### WHAT YOU ARE ASKED TO DO:
For the word "errors", search the records and show each line in which it occurs.

### Saved data entries:
=== Begin Enclosure ===
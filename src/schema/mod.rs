//! Schema subsystem for jsonshape
//!
//! A `Type` is a recursive, immutable description of a JSON shape built
//! from the closed `Kind` enumeration. Validation walks a decoded
//! `serde_json::Value` against a `Type` tree.
//!
//! # Design Principles
//!
//! - Closed-world tables: undeclared fields reject the whole value
//! - Open bounds: absent or non-positive `max_length` accepts any length
//! - No required fields: declared fields may be absent
//! - Validation is total and deterministic
//! - Recursion depth is bounded by the schema, not the document

mod errors;
mod kind;
mod registry;
mod types;
mod validator;

pub use errors::{SchemaError, SchemaErrorCode, SchemaResult, ValidationDetails};
pub use kind::Kind;
pub use registry::TypeRegistry;
pub use types::{Fields, Type};

pub(crate) use validator::{index_path, json_type_name, make_path, ROOT};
=== End Enclosure ===
### ANSWER BOX:
mod errors;
pub use errors::{SchemaError, SchemaErrorCode, SchemaResult, ValidationDetails};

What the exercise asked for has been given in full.